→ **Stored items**

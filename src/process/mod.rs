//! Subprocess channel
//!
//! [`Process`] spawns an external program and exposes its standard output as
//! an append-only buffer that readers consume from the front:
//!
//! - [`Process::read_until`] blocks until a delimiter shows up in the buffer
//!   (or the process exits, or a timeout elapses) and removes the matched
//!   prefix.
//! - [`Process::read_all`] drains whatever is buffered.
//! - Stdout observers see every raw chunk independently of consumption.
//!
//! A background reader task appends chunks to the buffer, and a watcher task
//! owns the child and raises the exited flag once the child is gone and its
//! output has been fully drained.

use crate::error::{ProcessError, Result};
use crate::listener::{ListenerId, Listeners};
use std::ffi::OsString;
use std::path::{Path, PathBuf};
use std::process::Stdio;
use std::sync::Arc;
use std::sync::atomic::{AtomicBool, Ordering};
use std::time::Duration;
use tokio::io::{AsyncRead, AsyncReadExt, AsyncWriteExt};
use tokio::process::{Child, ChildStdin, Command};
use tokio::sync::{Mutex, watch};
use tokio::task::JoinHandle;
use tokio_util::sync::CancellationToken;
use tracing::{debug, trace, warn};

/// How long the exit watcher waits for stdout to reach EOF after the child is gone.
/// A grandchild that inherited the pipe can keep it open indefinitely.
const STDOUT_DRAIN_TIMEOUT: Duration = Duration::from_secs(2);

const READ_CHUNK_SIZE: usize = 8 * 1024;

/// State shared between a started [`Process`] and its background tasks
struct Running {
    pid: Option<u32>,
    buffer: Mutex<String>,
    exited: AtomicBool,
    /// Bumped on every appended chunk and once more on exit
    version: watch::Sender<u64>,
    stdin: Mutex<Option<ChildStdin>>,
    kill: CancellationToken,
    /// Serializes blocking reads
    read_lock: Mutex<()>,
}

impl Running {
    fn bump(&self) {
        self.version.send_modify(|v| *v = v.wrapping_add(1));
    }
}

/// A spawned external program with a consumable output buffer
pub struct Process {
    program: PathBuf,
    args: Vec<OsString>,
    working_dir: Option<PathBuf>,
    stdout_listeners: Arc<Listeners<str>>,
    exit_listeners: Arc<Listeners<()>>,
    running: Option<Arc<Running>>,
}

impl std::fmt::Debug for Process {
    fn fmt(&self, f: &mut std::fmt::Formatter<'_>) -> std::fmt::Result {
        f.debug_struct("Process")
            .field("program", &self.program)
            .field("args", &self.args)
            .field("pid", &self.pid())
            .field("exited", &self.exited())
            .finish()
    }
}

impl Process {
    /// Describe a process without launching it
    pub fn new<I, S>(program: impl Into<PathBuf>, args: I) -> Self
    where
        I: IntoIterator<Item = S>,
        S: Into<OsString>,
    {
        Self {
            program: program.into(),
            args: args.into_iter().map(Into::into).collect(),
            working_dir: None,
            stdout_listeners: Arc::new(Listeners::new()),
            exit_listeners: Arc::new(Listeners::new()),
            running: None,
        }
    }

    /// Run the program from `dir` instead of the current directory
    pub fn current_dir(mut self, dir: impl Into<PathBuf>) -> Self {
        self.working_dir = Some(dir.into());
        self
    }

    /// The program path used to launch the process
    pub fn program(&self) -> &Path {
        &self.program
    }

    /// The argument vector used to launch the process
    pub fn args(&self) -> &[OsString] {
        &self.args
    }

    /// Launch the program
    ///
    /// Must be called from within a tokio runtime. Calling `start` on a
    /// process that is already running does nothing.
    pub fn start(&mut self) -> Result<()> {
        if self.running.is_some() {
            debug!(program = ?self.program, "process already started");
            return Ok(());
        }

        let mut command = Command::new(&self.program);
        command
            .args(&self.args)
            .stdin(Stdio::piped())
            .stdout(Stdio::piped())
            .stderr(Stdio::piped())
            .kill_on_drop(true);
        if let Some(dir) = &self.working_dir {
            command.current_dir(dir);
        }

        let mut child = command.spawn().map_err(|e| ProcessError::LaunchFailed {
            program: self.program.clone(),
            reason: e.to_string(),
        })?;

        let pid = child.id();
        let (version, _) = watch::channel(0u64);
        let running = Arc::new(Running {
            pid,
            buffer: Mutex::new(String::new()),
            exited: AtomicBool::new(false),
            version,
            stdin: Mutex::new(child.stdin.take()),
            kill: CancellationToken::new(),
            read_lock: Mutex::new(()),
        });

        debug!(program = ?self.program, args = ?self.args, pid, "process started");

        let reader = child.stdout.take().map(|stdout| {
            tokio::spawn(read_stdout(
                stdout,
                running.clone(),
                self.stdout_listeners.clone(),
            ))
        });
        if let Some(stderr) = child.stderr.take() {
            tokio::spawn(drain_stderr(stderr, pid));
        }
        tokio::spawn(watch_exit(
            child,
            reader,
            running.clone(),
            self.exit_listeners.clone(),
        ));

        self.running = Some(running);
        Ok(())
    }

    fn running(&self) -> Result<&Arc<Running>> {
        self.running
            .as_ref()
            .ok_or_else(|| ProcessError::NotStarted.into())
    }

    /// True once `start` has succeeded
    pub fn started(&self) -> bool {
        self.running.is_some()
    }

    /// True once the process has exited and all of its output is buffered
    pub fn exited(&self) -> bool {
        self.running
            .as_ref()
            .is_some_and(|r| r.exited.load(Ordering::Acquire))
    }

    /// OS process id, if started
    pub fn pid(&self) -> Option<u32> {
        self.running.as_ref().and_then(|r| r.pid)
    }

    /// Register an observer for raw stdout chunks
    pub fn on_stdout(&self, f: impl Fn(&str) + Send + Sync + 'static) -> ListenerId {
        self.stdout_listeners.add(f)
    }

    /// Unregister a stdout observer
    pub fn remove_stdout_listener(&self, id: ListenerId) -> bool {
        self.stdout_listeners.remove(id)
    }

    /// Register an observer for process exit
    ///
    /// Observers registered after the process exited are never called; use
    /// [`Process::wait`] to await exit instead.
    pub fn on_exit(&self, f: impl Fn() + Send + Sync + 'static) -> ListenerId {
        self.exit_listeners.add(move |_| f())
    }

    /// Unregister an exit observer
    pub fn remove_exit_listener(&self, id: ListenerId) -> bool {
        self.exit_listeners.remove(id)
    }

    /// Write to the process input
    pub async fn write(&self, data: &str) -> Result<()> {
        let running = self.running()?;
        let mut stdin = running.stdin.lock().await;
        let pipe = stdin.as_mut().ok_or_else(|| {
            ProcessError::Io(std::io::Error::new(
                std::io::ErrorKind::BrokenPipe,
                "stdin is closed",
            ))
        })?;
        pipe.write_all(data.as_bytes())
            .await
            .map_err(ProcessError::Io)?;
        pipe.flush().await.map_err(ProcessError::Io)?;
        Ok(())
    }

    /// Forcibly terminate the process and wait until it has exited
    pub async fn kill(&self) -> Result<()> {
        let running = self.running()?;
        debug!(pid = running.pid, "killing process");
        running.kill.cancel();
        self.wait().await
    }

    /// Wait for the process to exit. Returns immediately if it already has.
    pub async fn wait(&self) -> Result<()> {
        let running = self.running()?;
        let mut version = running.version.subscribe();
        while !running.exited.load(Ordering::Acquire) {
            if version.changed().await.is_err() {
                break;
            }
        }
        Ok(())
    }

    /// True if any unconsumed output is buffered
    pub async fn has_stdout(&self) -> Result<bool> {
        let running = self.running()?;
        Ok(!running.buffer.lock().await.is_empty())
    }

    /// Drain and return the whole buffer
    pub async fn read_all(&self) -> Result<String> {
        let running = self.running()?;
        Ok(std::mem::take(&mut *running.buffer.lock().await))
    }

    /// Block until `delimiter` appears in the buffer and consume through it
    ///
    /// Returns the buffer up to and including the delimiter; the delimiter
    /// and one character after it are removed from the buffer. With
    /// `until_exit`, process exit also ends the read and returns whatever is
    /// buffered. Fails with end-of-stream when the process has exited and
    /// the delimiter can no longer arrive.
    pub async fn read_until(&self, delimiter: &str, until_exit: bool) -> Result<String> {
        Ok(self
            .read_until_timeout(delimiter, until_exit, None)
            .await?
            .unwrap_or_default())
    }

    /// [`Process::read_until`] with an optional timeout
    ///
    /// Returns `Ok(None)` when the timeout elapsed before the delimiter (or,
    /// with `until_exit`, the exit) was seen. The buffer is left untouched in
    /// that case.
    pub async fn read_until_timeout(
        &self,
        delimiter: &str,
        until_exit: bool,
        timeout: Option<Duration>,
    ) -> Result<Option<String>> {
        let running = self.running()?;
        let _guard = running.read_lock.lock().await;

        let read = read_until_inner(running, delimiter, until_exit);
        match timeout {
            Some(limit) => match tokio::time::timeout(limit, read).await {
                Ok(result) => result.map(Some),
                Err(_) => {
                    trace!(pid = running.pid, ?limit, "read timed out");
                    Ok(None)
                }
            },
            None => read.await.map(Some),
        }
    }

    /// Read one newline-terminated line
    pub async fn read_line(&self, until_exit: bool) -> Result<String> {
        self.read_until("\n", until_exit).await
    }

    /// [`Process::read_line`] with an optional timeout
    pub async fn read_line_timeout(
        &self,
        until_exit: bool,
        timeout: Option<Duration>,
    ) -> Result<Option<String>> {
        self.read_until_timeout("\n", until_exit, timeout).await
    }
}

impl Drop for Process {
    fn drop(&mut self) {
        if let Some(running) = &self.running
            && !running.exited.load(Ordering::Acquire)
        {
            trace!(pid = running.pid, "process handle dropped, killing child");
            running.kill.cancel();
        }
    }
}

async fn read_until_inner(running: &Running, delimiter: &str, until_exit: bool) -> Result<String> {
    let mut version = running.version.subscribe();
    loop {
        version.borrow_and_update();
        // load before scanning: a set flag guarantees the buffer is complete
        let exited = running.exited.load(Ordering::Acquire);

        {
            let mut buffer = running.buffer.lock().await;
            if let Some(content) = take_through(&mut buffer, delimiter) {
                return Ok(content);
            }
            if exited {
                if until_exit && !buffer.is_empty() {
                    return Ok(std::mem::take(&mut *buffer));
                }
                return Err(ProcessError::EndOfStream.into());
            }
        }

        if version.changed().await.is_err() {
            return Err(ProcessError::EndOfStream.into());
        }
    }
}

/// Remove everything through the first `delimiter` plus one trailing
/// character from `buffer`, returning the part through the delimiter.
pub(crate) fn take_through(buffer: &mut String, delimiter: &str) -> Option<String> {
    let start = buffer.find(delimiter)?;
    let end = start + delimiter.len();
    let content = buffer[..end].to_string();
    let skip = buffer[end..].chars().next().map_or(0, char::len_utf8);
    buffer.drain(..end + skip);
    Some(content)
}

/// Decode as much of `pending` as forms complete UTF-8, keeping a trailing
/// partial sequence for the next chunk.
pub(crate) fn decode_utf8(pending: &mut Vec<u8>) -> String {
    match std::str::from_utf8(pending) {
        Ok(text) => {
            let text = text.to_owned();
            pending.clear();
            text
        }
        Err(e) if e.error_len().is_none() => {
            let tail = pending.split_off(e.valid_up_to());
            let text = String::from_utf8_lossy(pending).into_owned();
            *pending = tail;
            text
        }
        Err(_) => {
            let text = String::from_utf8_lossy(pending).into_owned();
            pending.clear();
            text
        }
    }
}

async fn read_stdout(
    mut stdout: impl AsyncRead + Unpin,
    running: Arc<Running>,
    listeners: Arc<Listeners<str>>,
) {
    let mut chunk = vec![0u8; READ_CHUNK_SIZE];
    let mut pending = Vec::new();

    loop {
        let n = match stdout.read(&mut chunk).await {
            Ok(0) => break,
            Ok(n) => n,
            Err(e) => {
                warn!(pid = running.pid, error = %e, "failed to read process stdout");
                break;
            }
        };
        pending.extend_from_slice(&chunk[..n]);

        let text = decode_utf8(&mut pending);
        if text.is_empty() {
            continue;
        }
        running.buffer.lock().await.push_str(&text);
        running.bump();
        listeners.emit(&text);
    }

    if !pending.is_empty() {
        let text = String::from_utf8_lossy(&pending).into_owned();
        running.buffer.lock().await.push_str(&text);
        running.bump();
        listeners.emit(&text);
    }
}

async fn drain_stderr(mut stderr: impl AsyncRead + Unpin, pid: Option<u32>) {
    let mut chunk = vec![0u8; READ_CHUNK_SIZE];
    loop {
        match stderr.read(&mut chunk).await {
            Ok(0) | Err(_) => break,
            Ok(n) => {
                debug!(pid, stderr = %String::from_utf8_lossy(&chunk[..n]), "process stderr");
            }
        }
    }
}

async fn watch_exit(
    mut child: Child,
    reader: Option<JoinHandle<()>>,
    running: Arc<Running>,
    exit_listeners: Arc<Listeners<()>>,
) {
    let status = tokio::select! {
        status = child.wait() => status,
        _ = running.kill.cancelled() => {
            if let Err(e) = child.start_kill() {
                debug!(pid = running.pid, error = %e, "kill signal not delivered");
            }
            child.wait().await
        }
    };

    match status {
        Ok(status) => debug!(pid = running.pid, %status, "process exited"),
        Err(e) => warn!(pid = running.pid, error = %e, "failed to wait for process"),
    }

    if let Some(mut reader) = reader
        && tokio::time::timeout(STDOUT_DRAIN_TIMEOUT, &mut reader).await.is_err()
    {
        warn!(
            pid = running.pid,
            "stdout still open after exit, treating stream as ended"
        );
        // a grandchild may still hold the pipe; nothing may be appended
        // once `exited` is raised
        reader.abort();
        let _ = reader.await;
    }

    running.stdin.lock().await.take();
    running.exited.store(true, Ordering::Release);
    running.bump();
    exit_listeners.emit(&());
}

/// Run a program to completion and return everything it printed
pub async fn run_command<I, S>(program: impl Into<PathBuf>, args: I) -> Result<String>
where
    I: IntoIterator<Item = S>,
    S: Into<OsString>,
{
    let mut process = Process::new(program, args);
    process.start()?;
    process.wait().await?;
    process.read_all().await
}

→ **TASK DETAILS**
In the records above, find the lines holding "piped". Copy each one.

→ **YOUR SOLUTION**
            .stdin(Stdio::piped())
            .stdout(Stdio::piped())
            .stderr(Stdio::piped())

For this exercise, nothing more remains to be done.